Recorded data
::::

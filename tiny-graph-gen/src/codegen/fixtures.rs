//! Small graphs shared by the codegen and quantization tests.

use crate::ir::{AttrValue, ConstTensor, DType, GraphDef, GraphNode, OpKind};

fn ints(v: &[i64]) -> AttrValue {
    AttrValue::Ints(v.to_vec())
}

fn text(s: &str) -> AttrValue {
    AttrValue::Str(s.to_string())
}

fn marker_attrs(name: &str, input: &str, shape: &[usize], min: f64, max: f64) -> GraphNode {
    GraphNode::new(name, OpKind::QuantizationMarker)
        .input(input, 0)
        .attr("min", AttrValue::Float(min))
        .attr("max", AttrValue::Float(max))
        .output(shape, DType::F32)
}

/// `x -> x_quant -> Conv2D(+bias) -> act_quant`, NHWC, 3x3 SAME conv to 2 channels.
///
/// Formats: input frac 5, weights frac 7, bias frac 8, output frac 6.
pub fn conv_graph() -> GraphDef {
    let weights: Vec<f32> = (0..18).map(|i| (i as f32 - 9.0) / 12.0).collect();
    let mut def = GraphDef::new();
    def.push(
        GraphNode::new("x", OpKind::Placeholder).output_desc(crate::ir::TensorDesc {
            shape: vec![None, Some(4), Some(4), Some(1)],
            dtype: DType::F32,
        }),
    )
    .push(marker_attrs("x_quant", "x", &[1, 4, 4, 1], -4.0, 4.0))
    .push(GraphNode::constant("conv/weights", &[2, 3, 3, 1], weights))
    .push(
        GraphNode::new("conv/weights/read", OpKind::Identity)
            .input("conv/weights", 0)
            .output(&[2, 3, 3, 1], DType::F32),
    )
    .push(
        GraphNode::new("conv/Conv2D", OpKind::Conv2D)
            .input("x_quant", 0)
            .input("conv/weights/read", 0)
            .attr("strides", ints(&[1, 1, 1, 1]))
            .attr("padding", text("SAME"))
            .attr("data_format", text("NHWC"))
            .output(&[1, 4, 4, 2], DType::F32),
    )
    .push(GraphNode::constant("conv/bias", &[2], vec![0.25, -0.125]))
    .push(
        GraphNode::new("conv/BiasAdd", OpKind::BiasAdd)
            .input("conv/Conv2D", 0)
            .input("conv/bias", 0)
            .output(&[1, 4, 4, 2], DType::F32),
    )
    .push(GraphNode::constant("conv/act_quant/min", &[], vec![-2.0]))
    .push(GraphNode::constant("conv/act_quant/max", &[], vec![2.0]))
    .push(
        GraphNode::new("conv/act_quant", OpKind::QuantizationMarker)
            .input("conv/BiasAdd", 0)
            .input("conv/act_quant/min", 0)
            .input("conv/act_quant/max", 0)
            .output(&[1, 4, 4, 2], DType::F32),
    );
    def
}

/// Keyword-spotting style network:
/// `conv1(+bias) -> marker -> relu -> maxpool -> reshape -> fc(+bias) -> marker -> softmax`.
///
/// Formats: input 5; conv1 weights 7, bias 8, output 6; fc weights 6, bias 7, output 3.
/// Shifts: conv1 bias 4, out 6; fc bias 5, out 9.
pub fn kws_graph() -> GraphDef {
    let conv_w: Vec<f32> = (0..18).map(|i| (i as f32 - 9.0) / 12.0).collect();
    let fc_w: Vec<f32> = (0..24).map(|i| (i as f32 - 12.0) / 8.0).collect();

    let mut def = GraphDef::new();
    def.name = Some("kws".to_string());
    def.push(
        GraphNode::new("x", OpKind::Placeholder).output_desc(crate::ir::TensorDesc {
            shape: vec![None, Some(4), Some(4), Some(1)],
            dtype: DType::F32,
        }),
    )
    .push(marker_attrs("x_quant", "x", &[1, 4, 4, 1], -4.0, 4.0))
    .push(GraphNode::constant("conv1/weights", &[2, 3, 3, 1], conv_w))
    .push(
        GraphNode::new("conv1/weights/read", OpKind::Identity)
            .input("conv1/weights", 0)
            .output(&[2, 3, 3, 1], DType::F32),
    )
    .push(
        GraphNode::new("conv1/Conv2D", OpKind::Conv2D)
            .input("x_quant", 0)
            .input("conv1/weights/read", 0)
            .attr("strides", ints(&[1, 1, 1, 1]))
            .attr("padding", text("SAME"))
            .attr("data_format", text("NHWC"))
            .output(&[1, 4, 4, 2], DType::F32),
    )
    .push(GraphNode::constant("conv1/biases", &[2], vec![0.25, -0.125]))
    .push(
        GraphNode::new("conv1/BiasAdd", OpKind::BiasAdd)
            .input("conv1/Conv2D", 0)
            .input("conv1/biases", 0)
            .output(&[1, 4, 4, 2], DType::F32),
    )
    .push(GraphNode::constant("conv1/act_quant/min", &[], vec![-2.0]))
    .push(GraphNode::constant("conv1/act_quant/max", &[], vec![2.0]))
    .push(
        GraphNode::new("conv1/act_quant", OpKind::QuantizationMarker)
            .input("conv1/BiasAdd", 0)
            .input("conv1/act_quant/min", 0)
            .input("conv1/act_quant/max", 0)
            .output(&[1, 4, 4, 2], DType::F32),
    )
    .push(
        GraphNode::new("conv1/Relu", OpKind::Relu)
            .input("conv1/act_quant", 0)
            .output(&[1, 4, 4, 2], DType::F32),
    )
    .push(
        GraphNode::new("pool", OpKind::MaxPool)
            .input("conv1/Relu", 0)
            .attr("ksize", ints(&[1, 2, 2, 1]))
            .attr("strides", ints(&[1, 2, 2, 1]))
            .attr("padding", text("SAME"))
            .attr("data_format", text("NHWC"))
            .output(&[1, 2, 2, 2], DType::F32),
    )
    .push(GraphNode::new("flatten/shape", OpKind::Const).attr(
        "value",
        AttrValue::Tensor(ConstTensor {
            dtype: DType::I32,
            shape: vec![2],
            values: vec![-1.0, 8.0],
        }),
    ))
    .push(
        GraphNode::new("flatten", OpKind::Reshape)
            .input("pool", 0)
            .input("flatten/shape", 0)
            .output(&[1, 8], DType::F32),
    )
    .push(GraphNode::constant("fc/weights", &[8, 3], fc_w))
    .push(
        GraphNode::new("fc/MatMul", OpKind::MatMul)
            .input("flatten", 0)
            .input("fc/weights", 0)
            .output(&[1, 3], DType::F32),
    )
    .push(GraphNode::constant("fc/biases", &[3], vec![0.5, -0.5, 0.25]))
    .push(
        GraphNode::new("fc/add", OpKind::Add)
            .input("fc/MatMul", 0)
            .input("fc/biases", 0)
            .output(&[1, 3], DType::F32),
    )
    .push(marker_attrs("fc/act_quant", "fc/add", &[1, 3], -16.0, 16.0))
    .push(
        GraphNode::new("labels_softmax", OpKind::Softmax)
            .input("fc/act_quant", 0)
            .output(&[1, 3], DType::F32),
    );
    def
}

::::

Aim of the exercise —
The answer is the full data, repeated exactly as shown.

Answer to this problem —
filename tiny-graph-gen/src/codegen/fixtures.rs
//! Small graphs shared by the codegen and quantization tests.

use crate::ir::{AttrValue, ConstTensor, DType, GraphDef, GraphNode, OpKind};

fn ints(v: &[i64]) -> AttrValue {
    AttrValue::Ints(v.to_vec())
}

fn text(s: &str) -> AttrValue {
    AttrValue::Str(s.to_string())
}

fn marker_attrs(name: &str, input: &str, shape: &[usize], min: f64, max: f64) -> GraphNode {
    GraphNode::new(name, OpKind::QuantizationMarker)
        .input(input, 0)
        .attr("min", AttrValue::Float(min))
        .attr("max", AttrValue::Float(max))
        .output(shape, DType::F32)
}

/// `x -> x_quant -> Conv2D(+bias) -> act_quant`, NHWC, 3x3 SAME conv to 2 channels.
///
/// Formats: input frac 5, weights frac 7, bias frac 8, output frac 6.
pub fn conv_graph() -> GraphDef {
    let weights: Vec<f32> = (0..18).map(|i| (i as f32 - 9.0) / 12.0).collect();
    let mut def = GraphDef::new();
    def.push(
        GraphNode::new("x", OpKind::Placeholder).output_desc(crate::ir::TensorDesc {
            shape: vec![None, Some(4), Some(4), Some(1)],
            dtype: DType::F32,
        }),
    )
    .push(marker_attrs("x_quant", "x", &[1, 4, 4, 1], -4.0, 4.0))
    .push(GraphNode::constant("conv/weights", &[2, 3, 3, 1], weights))
    .push(
        GraphNode::new("conv/weights/read", OpKind::Identity)
            .input("conv/weights", 0)
            .output(&[2, 3, 3, 1], DType::F32),
    )
    .push(
        GraphNode::new("conv/Conv2D", OpKind::Conv2D)
            .input("x_quant", 0)
            .input("conv/weights/read", 0)
            .attr("strides", ints(&[1, 1, 1, 1]))
            .attr("padding", text("SAME"))
            .attr("data_format", text("NHWC"))
            .output(&[1, 4, 4, 2], DType::F32),
    )
    .push(GraphNode::constant("conv/bias", &[2], vec![0.25, -0.125]))
    .push(
        GraphNode::new("conv/BiasAdd", OpKind::BiasAdd)
            .input("conv/Conv2D", 0)
            .input("conv/bias", 0)
            .output(&[1, 4, 4, 2], DType::F32),
    )
    .push(GraphNode::constant("conv/act_quant/min", &[], vec![-2.0]))
    .push(GraphNode::constant("conv/act_quant/max", &[], vec![2.0]))
    .push(
        GraphNode::new("conv/act_quant", OpKind::QuantizationMarker)
            .input("conv/BiasAdd", 0)
            .input("conv/act_quant/min", 0)
            .input("conv/act_quant/max", 0)
            .output(&[1, 4, 4, 2], DType::F32),
    );
    def
}

/// Keyword-spotting style network:
/// `conv1(+bias) -> marker -> relu -> maxpool -> reshape -> fc(+bias) -> marker -> softmax`.
///
/// Formats: input 5; conv1 weights 7, bias 8, output 6; fc weights 6, bias 7, output 3.
/// Shifts: conv1 bias 4, out 6; fc bias 5, out 9.
pub fn kws_graph() -> GraphDef {
    let conv_w: Vec<f32> = (0..18).map(|i| (i as f32 - 9.0) / 12.0).collect();
    let fc_w: Vec<f32> = (0..24).map(|i| (i as f32 - 12.0) / 8.0).collect();

    let mut def = GraphDef::new();
    def.name = Some("kws".to_string());
    def.push(
        GraphNode::new("x", OpKind::Placeholder).output_desc(crate::ir::TensorDesc {
            shape: vec![None, Some(4), Some(4), Some(1)],
            dtype: DType::F32,
        }),
    )
    .push(marker_attrs("x_quant", "x", &[1, 4, 4, 1], -4.0, 4.0))
    .push(GraphNode::constant("conv1/weights", &[2, 3, 3, 1], conv_w))
    .push(
        GraphNode::new("conv1/weights/read", OpKind::Identity)
            .input("conv1/weights", 0)
            .output(&[2, 3, 3, 1], DType::F32),
    )
    .push(
        GraphNode::new("conv1/Conv2D", OpKind::Conv2D)
            .input("x_quant", 0)
            .input("conv1/weights/read", 0)
            .attr("strides", ints(&[1, 1, 1, 1]))
            .attr("padding", text("SAME"))
            .attr("data_format", text("NHWC"))
            .output(&[1, 4, 4, 2], DType::F32),
    )
    .push(GraphNode::constant("conv1/biases", &[2], vec![0.25, -0.125]))
    .push(
        GraphNode::new("conv1/BiasAdd", OpKind::BiasAdd)
            .input("conv1/Conv2D", 0)
            .input("conv1/biases", 0)
            .output(&[1, 4, 4, 2], DType::F32),
    )
    .push(GraphNode::constant("conv1/act_quant/min", &[], vec![-2.0]))
    .push(GraphNode::constant("conv1/act_quant/max", &[], vec![2.0]))
    .push(
        GraphNode::new("conv1/act_quant", OpKind::QuantizationMarker)
            .input("conv1/BiasAdd", 0)
            .input("conv1/act_quant/min", 0)
            .input("conv1/act_quant/max", 0)
            .output(&[1, 4, 4, 2], DType::F32),
    )
    .push(
        GraphNode::new("conv1/Relu", OpKind::Relu)
            .input("conv1/act_quant", 0)
            .output(&[1, 4, 4, 2], DType::F32),
    )
    .push(
        GraphNode::new("pool", OpKind::MaxPool)
            .input("conv1/Relu", 0)
            .attr("ksize", ints(&[1, 2, 2, 1]))
            .attr("strides", ints(&[1, 2, 2, 1]))
            .attr("padding", text("SAME"))
            .attr("data_format", text("NHWC"))
            .output(&[1, 2, 2, 2], DType::F32),
    )
    .push(GraphNode::new("flatten/shape", OpKind::Const).attr(
        "value",
        AttrValue::Tensor(ConstTensor {
            dtype: DType::I32,
            shape: vec![2],
            values: vec![-1.0, 8.0],
        }),
    ))
    .push(
        GraphNode::new("flatten", OpKind::Reshape)
            .input("pool", 0)
            .input("flatten/shape", 0)
            .output(&[1, 8], DType::F32),
    )
    .push(GraphNode::constant("fc/weights", &[8, 3], fc_w))
    .push(
        GraphNode::new("fc/MatMul", OpKind::MatMul)
            .input("flatten", 0)
            .input("fc/weights", 0)
            .output(&[1, 3], DType::F32),
    )
    .push(GraphNode::constant("fc/biases", &[3], vec![0.5, -0.5, 0.25]))
    .push(
        GraphNode::new("fc/add", OpKind::Add)
            .input("fc/MatMul", 0)
            .input("fc/biases", 0)
            .output(&[1, 3], DType::F32),
    )
    .push(marker_attrs("fc/act_quant", "fc/add", &[1, 3], -16.0, 16.0))
    .push(
        GraphNode::new("labels_softmax", OpKind::Softmax)
            .input("fc/act_quant", 0)
            .output(&[1, 3], DType::F32),
    );
    def
}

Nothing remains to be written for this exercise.